Dealing with Encrypted Traffic and IPv6
The last-but-not-least important problem of
traffic capture is the spread of various traffic encryption mechanisms. Use of
virtual private networks (VPNs), either IPSec-based or otherwise, HTTPS Web
servers, and Secure Shell (SSH) became a common issue. From the point of view of
parties that participate in the encrypted interchange, traffic sniffing is
exactly what they try to avoid by using the encryption. And most of the
encryption protocols in use are very good in achieving data confidentiality, so
IDS is not able to look inside the encrypted interchange.
On the other hand, consider the following situation: you have a
Web server, which is used for e-commerce. Web clients talk to the server over
HTTPS connections, thus customer data is not exposed. But when an attacker
connects to your server over SSL (using an HTTPS connection), he is able to do
what he likes without any IDS noticing it, because all information exchange
between a Web browser on an attacker's computer and a Web server (an Apache
process, for example) is encrypted. IDS therefore becomes useless in a case like
this.
A similar situation arises when SSH is used for logging into hosts
on the network. SSH does what it is meant to do—protects traffic, including
passwords, from sniffing, disabling IDS capabilities from detecting any
wrongdoing. The same goes for VPNs—all encapsulated traffic is usually encrypted
between the client and a gateway or destination host.

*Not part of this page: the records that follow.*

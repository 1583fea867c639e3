//! Driving directions via OpenRouteService

use serde::Deserialize;
use tracing::{info, instrument};

use super::{GeoApiClient, ensure_success, read_json, send};
use crate::Result;
use crate::error::{MotoPlanError, Service};
use crate::models::{Coordinate, Location, Route, RouteSummary};

/// The `driving-car` profile suits motorcycle touring better than `driving-hgv`
const PROFILE: &str = "driving-car";

#[derive(Debug, Deserialize)]
struct DirectionsResponse {
    #[serde(default)]
    features: Vec<Feature>,
}

#[derive(Debug, Deserialize)]
struct Feature {
    geometry: Geometry,
    properties: Properties,
}

#[derive(Debug, Deserialize)]
struct Geometry {
    coordinates: Vec<Coordinate>,
}

#[derive(Debug, Deserialize)]
struct Properties {
    #[serde(default)]
    segments: Vec<Segment>,
}

#[derive(Debug, Deserialize)]
struct Segment {
    #[serde(default)]
    distance: f64,
    #[serde(default)]
    duration: f64,
}

impl DirectionsResponse {
    fn into_route(self) -> Result<Route> {
        let feature = self.features.into_iter().next().ok_or_else(|| {
            MotoPlanError::remote(Service::Routing, None, "No route found between these locations")
        })?;
        let segment = feature.properties.segments.into_iter().next().ok_or_else(|| {
            MotoPlanError::remote(Service::Routing, None, "Route response has no segments")
        })?;
        if feature.geometry.coordinates.is_empty() {
            return Err(MotoPlanError::remote(
                Service::Routing,
                None,
                "Route response has no geometry",
            ));
        }

        Ok(Route::new(
            feature.geometry.coordinates,
            RouteSummary {
                distance: segment.distance,
                duration: segment.duration,
            },
        ))
    }
}

impl GeoApiClient {
    /// Fetch the driving route between two geocoded locations
    #[instrument(skip(self, start, end, key), fields(start = %start.name, end = %end.name))]
    pub async fn directions(&self, start: &Location, end: &Location, key: &str) -> Result<Route> {
        let url = format!(
            "{}/v2/directions/{}?api_key={}&start={},{}&end={},{}",
            self.services.routing_url.trim_end_matches('/'),
            PROFILE,
            urlencoding::encode(key),
            start.longitude,
            start.latitude,
            end.longitude,
            end.latitude
        );

        let response = send(Service::Routing, self.client.get(&url)).await?;
        let response =
            ensure_success(Service::Routing, response, |_| "Check API Key".to_string()).await?;
        let directions: DirectionsResponse = read_json(Service::Routing, response).await?;
        let route = directions.into_route()?;

        info!(
            "Route has {} points, {}",
            route.coordinates.len(),
            route.summary
        );
        Ok(route)
    }
}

Unfortunately, the situation cannot be helped much. There are two
workarounds for this, though.
-
SSH Nothing can be done to capture the
contents of an SSH session. You can have signatures that will be triggered upon
SSH-specific attacks (which use the SSH vulnerabilities, not the local
interactive exploits), but you cannot see, for example, somebody running a su command in an interactive session.
-
Site-to site VPN This case is a little
easier to handle. All you need to do is capture traffic behind your VPN gateway, after it has been received and
decrypted. Figure 9-12 illustrates this idea. If the VPN is of the host-to-host
type, where encryption and decryption occurs only on connection endpoints, then
we find ourselves in the same situation as with SSH and sniffing is not
possible.
Figure 9.12: Capturing Unencrypted Traffic Behind
a VPN Gateway
SSL connections also cannot be sniffed
directly. You can put an SSL accelerator device before the Web server, terminate
all incoming SSL connections on this device and let it interact with the server
over plain HTTP. The traffic passing on this unencrypted link can then be
redirected to the IDS . This setup is shown in Figure 9.13.
Finally, the increasing use of IP version 6 poses even more
problems for IDS. In their current state, almost no IDS can look inside an IPv6
packet going through, and just a few of them can detect basic information such
as source and destination IP addresses. One hopes, though, that once the use of
IPv6 becomes really widespread, its detection and monitoring will be
incorporated into the Cisco IDS solution.